I got a call from a friend the other day. We’ll call him the Undercover CISO. He is a polymath who frets over M2 Velocity, can name the entire 1987 Chicago Cubs roster, knows all Taylor Swift’s album sales numbers by heart, and also has a deep cyber background from a technical and business level. I could tell he was irked about something right off the bat.
He growled, “Have you seen the CrowdStrike financials lately?” Of course I had. CRWD is the darling of cybersecurity stock pickers.
“A $30 billion company??!!” His voice boomed in my ear.
“Well, they have great offerings and have been growing very fast,” I replied.
He was having none of it. “How could they not be growing fast? We are in the golden age of EDR [Endpoint Detection and Response]. Companies have been buying EDR products like crazy to secure their remote workforces. EDR and toilet paper are the hottest commodities around.”
I probed him for more information. “What about their competitors? FireEye, for one, has really dropped out of sight.”
He chortled. “FireEye is a good case study. They had the best products in the security industry. Great margins. Great business model. Then they merged with Mandiant, a services company with lower margins. They also overpaid for Verodin, a security testing company. That is what happens to these security companies. They have enormous growth expectations and the only way they can get there is through M&A [mergers & acquisitions]. But consolidating to create a broader set of security offerings rarely works well. If the NASDAQ gave an award for the flattest stock price over the last five years, FireEye would win hands down.”
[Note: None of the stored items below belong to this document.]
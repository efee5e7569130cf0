//! TeX engines and how each one is invoked.
//!
//! | Engine   | Command line                                             |
//! |----------|----------------------------------------------------------|
//! | tectonic | `tectonic <path>`                                        |
//! | xelatex  | `xelatex -interaction=nonstopmode <file>` (in its dir)   |
//! | pdflatex | `pdflatex -interaction=nonstopmode <file>` (in its dir)  |
//! | lualatex | `lualatex -interaction=nonstopmode <file>` (in its dir)  |
//! | other    | same shape as the LaTeX engines                          |

use std::fmt;
use std::path::Path;
use std::str::FromStr;

use crate::error::CompileError;
use crate::runner::Invocation;

/// A typesetting engine.
#[derive(Debug, Clone, PartialEq, Eq, Hash)]
pub enum EngineKind {
    Tectonic,
    Xelatex,
    Pdflatex,
    Lualatex,
    /// Any other program taking LaTeX-style arguments.
    Custom(String),
}

impl EngineKind {
    /// Fallback order used when no engine is named.
    pub fn default_order() -> Vec<EngineKind> {
        vec![EngineKind::Tectonic, EngineKind::Xelatex, EngineKind::Pdflatex]
    }

    pub fn program(&self) -> &str {
        match self {
            EngineKind::Tectonic => "tectonic",
            EngineKind::Xelatex => "xelatex",
            EngineKind::Pdflatex => "pdflatex",
            EngineKind::Lualatex => "lualatex",
            EngineKind::Custom(program) => program,
        }
    }

    /// Command line that compiles `source`.
    pub fn invocation(&self, source: &Path) -> Invocation {
        match self {
            EngineKind::Tectonic => Invocation {
                program: self.program().to_string(),
                args: vec![source.to_string_lossy().into_owned()],
                cwd: None,
            },
            _ => {
                let file_name = source
                    .file_name()
                    .map(|n| n.to_string_lossy().into_owned())
                    .unwrap_or_else(|| source.to_string_lossy().into_owned());
                let cwd = source
                    .parent()
                    .filter(|p| !p.as_os_str().is_empty())
                    .map(Path::to_path_buf);
                Invocation {
                    program: self.program().to_string(),
                    args: vec!["-interaction=nonstopmode".to_string(), file_name],
                    cwd,
                }
            }
        }
    }
}

impl fmt::Display for EngineKind {
    fn fmt(&self, f: &mut fmt::Formatter<'_>) -> fmt::Result {
        f.write_str(self.program())
    }
}

impl FromStr for EngineKind {
    type Err = CompileError;

    fn from_str(s: &str) -> Result<Self, Self::Err> {
        let name = s.trim();
        match name.to_ascii_lowercase().as_str() {
            "tectonic" => Ok(EngineKind::Tectonic),
            "xelatex" => Ok(EngineKind::Xelatex),
            "pdflatex" => Ok(EngineKind::Pdflatex),
            "lualatex" => Ok(EngineKind::Lualatex),
            _ if name.is_empty() || name.contains(char::is_whitespace) => {
                Err(CompileError::InvalidEngine {
                    name: s.to_string(),
                })
            }
            _ => Ok(EngineKind::Custom(name.to_string())),
        }
    }
}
He continued his rant. “Speaking of security products on the decline, Cylance is dead. They just don’t know it yet. Blackberry should spin out the corpse like a mafia hitman drops a body out of the back of his trunk,” he said rather matter-of-factly.
He was on a roll. “What about Carbon Black?” I asked.
“Nobody inside or outside VMWare knows why they bought Carbon Black. It was like Kim Kardashian in a Beverly Hills furniture store. They had the cash to buy something flashy but had no idea where to put that lime-green sofa when they got it home.”
He continued. “Now McAfee is going IPO [Initial Public Offering]. Good for them. Actually, their six month revenues were $1.4 billion, almost a billion dollars more than CrowdStrike’s over the same period. And they have squeezed out a positive net income and have a large customer base. But they are looking for a valuation of $8 billion? Good luck with that. They are not a growth stock. They have a stable of long-in-the-tooth security products. Even John McAfee is too sober to buy at that valuation.”
“But you called me about CrowdStrike,” I said.
He got back on track. “Oh yeah. The problem with CrowdStrike is the problem FireEye had. They need to grow really fast to justify their stock price. Now they are talking about having a suite of integrated products. Suites are great for the vendor that wants to ‘lock-in’ customers. Not so great for customers that want flexibility in their tooling and competitive pricing. Product suites the Death Star [his term for Microsoft] has with Azure are the sure things. The cloud is king. When I hear about product suites and AI, I want to puke. And don’t you dare mention what Cisco is doing in security. I just ate breakfast and don’t need to shower again.” Apparently he was not a fan of Cisco’s security portfolio.
He continued. “The bottom line, the security industry is in a cycle of hype, M&A, decline, spin-offs, cutbacks, and reinventing. But that is a topic for another day. I have to run to get my short trades set up for these cybersecurity flops. Let’s meet up later to watch the Cubs. I can’t believe you root for that team from the swamp.” I didn’t bother to remind him that my Washington Nationals won the World Series last year.
A lot to think about. Opinionated? Absolutely. The Undercover CISO certainly does not hold anything back. I’m sure we will hear more from him soon.